# [DIRECTIONS]
Using the listing below, report each line holding the string "IdentityHandle".

# [DATA EXTRACT]
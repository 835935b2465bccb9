use crate::lib::environment::Environment;
use crate::lib::error::StrikeResult;
use clap::Parser;

mod connect;
mod disconnect;
mod providers;
mod whoami;

/// Manages the wallet session actions run with.
#[derive(Parser)]
pub struct WalletOpts {
    #[command(subcommand)]
    subcmd: SubCommand,
}

#[derive(Parser)]
enum SubCommand {
    Connect(connect::ConnectOpts),
    Disconnect(disconnect::DisconnectOpts),
    Providers(providers::ProvidersOpts),
    Whoami(whoami::WhoAmIOpts),
}

pub async fn exec(env: &dyn Environment, opts: WalletOpts) -> StrikeResult {
    match opts.subcmd {
        SubCommand::Connect(v) => connect::exec(env, v).await,
        SubCommand::Disconnect(v) => disconnect::exec(env, v).await,
        SubCommand::Providers(v) => providers::exec(env, v).await,
        SubCommand::Whoami(v) => whoami::exec(env, v).await,
    }
}
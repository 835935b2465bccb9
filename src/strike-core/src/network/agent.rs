use crate::config::model::network_descriptor::NetworkDescriptor;
use crate::identity::IdentityHandle;
use ic_agent::identity::AnonymousIdentity;
use ic_agent::{Agent, AgentError};
use std::sync::Arc;

pub fn build_agent(
    network: &NetworkDescriptor,
    identity: IdentityHandle,
) -> Result<Agent, AgentError> {
    Agent::builder()
        .with_url(network.url.as_str())
        .with_arc_identity(identity)
        .build()
}

pub fn build_anonymous_agent(network: &NetworkDescriptor) -> Result<Agent, AgentError> {
    build_agent(network, Arc::new(AnonymousIdentity))
}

# [EXERCISE RESPONSE]
use crate::identity::IdentityHandle;
    identity: IdentityHandle,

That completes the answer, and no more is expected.